▶ _INSTRUCTIONS TO FOLLOW_: Scan the lines below for the word "ErrorKind". Copy each line you find it in.

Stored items
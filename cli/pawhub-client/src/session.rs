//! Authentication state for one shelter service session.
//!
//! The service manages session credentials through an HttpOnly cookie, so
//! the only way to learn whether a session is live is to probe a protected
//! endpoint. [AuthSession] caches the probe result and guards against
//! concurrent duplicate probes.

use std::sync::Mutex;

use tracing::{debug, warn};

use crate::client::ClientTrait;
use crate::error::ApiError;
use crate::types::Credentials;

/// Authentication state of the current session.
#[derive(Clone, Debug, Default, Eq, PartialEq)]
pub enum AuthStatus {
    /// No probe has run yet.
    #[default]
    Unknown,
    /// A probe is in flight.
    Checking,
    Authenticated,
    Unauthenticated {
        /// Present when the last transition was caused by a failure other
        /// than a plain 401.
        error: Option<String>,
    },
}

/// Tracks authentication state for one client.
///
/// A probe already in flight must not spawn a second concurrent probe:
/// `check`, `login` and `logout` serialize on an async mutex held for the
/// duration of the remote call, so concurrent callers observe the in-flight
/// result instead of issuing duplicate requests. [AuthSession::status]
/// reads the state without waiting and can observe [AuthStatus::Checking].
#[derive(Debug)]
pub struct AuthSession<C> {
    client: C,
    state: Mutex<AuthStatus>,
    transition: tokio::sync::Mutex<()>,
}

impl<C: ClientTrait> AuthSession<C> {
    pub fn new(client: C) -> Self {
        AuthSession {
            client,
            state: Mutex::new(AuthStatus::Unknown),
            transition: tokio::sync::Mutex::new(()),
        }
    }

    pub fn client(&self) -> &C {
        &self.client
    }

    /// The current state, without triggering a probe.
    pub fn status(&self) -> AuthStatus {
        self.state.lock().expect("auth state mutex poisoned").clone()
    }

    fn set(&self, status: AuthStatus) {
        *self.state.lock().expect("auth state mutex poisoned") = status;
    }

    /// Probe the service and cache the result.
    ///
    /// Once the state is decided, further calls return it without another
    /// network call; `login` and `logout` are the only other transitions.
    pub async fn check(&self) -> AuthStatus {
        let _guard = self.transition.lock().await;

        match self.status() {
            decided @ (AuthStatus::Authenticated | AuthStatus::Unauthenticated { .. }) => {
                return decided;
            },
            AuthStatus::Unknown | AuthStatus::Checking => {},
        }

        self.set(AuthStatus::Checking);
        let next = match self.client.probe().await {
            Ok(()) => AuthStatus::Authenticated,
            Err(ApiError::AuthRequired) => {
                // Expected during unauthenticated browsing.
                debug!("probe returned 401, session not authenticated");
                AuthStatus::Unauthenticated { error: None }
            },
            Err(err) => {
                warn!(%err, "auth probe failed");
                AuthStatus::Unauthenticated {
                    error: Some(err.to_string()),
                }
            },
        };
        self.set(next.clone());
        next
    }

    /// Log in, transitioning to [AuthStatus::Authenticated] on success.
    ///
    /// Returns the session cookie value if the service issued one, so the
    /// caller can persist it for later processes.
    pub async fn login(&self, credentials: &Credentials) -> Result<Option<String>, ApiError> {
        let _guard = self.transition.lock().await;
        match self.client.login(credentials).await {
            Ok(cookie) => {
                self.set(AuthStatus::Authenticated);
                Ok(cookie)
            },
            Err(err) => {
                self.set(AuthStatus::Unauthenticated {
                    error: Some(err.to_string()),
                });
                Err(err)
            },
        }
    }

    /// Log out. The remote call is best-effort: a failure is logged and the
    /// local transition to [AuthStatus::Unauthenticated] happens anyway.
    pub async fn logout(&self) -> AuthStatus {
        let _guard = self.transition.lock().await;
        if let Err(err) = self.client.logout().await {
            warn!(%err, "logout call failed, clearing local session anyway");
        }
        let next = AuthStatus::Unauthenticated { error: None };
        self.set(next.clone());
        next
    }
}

--

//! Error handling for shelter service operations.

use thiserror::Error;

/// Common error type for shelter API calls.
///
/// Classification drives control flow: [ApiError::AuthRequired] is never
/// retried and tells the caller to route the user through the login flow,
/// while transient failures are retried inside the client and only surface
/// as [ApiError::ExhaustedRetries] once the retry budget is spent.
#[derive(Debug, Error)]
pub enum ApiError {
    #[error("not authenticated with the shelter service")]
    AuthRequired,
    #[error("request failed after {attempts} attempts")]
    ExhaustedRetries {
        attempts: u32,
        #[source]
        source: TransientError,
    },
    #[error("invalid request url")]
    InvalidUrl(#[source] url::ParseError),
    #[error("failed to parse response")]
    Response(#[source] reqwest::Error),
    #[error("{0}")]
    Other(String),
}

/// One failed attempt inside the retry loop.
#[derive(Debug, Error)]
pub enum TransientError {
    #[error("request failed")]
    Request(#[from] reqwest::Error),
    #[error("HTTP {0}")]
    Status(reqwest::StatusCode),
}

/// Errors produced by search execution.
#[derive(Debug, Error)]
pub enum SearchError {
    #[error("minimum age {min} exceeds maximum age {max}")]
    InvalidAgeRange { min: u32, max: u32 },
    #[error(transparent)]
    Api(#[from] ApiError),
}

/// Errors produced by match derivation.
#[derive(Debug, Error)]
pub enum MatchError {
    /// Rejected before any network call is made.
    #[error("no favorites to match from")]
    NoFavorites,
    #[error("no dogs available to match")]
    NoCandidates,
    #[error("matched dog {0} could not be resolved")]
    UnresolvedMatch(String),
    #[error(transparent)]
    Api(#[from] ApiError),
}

* * *

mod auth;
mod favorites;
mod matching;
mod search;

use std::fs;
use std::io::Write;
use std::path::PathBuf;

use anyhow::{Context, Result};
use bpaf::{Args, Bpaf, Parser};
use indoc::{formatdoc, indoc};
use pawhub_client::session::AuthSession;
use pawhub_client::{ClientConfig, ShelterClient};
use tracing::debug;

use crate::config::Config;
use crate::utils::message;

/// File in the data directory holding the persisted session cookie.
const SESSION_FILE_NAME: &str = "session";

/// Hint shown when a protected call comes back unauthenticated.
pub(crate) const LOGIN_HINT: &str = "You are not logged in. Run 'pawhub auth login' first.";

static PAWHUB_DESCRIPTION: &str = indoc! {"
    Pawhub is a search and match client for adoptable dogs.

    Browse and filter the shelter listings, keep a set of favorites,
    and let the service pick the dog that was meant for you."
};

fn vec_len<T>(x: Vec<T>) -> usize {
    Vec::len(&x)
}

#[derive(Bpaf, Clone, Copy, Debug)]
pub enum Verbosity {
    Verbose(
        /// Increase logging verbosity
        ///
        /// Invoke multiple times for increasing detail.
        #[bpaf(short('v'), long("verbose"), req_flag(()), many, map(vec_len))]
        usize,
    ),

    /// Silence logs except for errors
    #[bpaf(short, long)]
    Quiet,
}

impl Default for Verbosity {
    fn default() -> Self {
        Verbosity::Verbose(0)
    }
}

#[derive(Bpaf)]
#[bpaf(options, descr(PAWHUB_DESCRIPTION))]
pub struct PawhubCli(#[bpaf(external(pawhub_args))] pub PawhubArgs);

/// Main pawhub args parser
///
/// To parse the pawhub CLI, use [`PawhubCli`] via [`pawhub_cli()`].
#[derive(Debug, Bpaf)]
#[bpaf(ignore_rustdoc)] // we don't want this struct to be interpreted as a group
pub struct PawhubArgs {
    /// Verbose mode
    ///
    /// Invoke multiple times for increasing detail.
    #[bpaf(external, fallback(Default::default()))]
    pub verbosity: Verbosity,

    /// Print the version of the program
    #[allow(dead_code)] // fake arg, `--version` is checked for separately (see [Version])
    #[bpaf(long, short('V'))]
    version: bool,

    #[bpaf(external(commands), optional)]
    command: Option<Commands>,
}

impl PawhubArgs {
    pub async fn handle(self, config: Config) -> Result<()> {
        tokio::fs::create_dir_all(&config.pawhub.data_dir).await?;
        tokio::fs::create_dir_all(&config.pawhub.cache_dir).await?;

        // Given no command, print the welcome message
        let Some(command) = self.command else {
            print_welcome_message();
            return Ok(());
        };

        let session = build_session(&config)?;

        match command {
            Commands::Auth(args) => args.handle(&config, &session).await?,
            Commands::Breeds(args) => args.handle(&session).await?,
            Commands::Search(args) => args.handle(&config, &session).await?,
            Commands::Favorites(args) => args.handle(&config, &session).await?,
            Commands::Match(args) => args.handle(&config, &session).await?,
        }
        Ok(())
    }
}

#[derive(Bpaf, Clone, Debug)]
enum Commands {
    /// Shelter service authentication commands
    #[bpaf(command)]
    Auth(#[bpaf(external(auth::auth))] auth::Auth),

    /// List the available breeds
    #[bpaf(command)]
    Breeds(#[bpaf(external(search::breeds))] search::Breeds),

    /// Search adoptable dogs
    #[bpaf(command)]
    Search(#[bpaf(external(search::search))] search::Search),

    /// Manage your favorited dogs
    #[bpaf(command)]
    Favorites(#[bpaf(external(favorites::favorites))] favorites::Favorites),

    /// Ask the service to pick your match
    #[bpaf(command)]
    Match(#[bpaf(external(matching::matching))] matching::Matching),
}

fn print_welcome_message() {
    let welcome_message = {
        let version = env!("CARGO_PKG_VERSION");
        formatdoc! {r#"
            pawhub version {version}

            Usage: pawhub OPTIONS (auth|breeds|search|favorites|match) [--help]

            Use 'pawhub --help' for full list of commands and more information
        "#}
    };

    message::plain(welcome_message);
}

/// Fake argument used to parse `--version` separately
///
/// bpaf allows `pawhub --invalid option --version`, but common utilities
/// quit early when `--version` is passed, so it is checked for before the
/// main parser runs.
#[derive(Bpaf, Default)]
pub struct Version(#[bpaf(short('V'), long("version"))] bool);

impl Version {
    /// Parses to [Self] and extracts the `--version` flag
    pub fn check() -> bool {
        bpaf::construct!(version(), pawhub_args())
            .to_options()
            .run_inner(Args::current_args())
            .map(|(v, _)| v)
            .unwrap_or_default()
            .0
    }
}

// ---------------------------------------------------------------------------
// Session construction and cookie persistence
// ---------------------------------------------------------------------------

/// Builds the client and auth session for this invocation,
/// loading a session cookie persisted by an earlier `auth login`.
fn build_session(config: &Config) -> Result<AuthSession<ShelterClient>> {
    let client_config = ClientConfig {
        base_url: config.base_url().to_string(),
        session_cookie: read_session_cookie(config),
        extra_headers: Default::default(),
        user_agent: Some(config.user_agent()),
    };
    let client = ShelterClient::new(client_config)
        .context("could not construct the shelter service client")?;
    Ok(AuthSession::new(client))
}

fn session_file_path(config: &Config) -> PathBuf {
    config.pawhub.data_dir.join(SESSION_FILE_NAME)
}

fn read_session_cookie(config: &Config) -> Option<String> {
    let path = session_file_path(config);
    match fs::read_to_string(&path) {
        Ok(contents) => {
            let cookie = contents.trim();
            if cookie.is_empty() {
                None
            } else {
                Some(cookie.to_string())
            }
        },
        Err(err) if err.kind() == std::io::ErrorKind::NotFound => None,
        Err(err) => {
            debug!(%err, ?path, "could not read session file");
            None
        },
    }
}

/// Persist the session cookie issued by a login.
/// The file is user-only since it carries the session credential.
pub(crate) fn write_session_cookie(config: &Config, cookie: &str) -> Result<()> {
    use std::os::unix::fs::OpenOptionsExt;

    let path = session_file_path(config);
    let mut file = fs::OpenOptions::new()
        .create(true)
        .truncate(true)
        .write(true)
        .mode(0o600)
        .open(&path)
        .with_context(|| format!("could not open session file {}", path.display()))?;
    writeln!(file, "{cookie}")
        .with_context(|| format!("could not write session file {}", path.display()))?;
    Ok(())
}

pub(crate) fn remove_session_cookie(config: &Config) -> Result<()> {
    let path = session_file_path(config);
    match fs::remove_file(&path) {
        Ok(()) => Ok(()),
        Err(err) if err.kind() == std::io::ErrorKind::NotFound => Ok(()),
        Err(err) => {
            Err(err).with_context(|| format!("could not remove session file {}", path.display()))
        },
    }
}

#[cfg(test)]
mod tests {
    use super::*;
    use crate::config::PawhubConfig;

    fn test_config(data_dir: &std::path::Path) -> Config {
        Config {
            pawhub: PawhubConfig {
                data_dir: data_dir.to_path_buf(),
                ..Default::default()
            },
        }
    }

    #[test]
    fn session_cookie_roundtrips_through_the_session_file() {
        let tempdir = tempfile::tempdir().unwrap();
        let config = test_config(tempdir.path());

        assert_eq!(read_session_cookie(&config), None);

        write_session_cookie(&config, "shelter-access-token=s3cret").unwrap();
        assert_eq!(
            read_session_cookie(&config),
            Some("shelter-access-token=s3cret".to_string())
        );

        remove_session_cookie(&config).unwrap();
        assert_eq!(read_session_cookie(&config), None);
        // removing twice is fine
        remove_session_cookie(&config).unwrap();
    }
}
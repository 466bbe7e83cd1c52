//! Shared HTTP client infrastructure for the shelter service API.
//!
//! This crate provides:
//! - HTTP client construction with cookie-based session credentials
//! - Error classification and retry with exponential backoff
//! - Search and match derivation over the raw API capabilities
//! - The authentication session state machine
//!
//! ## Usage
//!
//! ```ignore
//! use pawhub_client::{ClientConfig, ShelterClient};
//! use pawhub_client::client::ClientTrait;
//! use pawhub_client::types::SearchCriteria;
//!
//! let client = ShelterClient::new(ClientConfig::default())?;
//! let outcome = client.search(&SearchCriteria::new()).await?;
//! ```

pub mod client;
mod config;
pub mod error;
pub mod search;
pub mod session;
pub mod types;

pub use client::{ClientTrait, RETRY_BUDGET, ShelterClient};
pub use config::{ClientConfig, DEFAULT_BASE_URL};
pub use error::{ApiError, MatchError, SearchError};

▶ _RESULT FOR THIS EXERCISE_:
        Err(err) if err.kind() == std::io::ErrorKind::NotFound => None,
        Err(err) if err.kind() == std::io::ErrorKind::NotFound => Ok(()),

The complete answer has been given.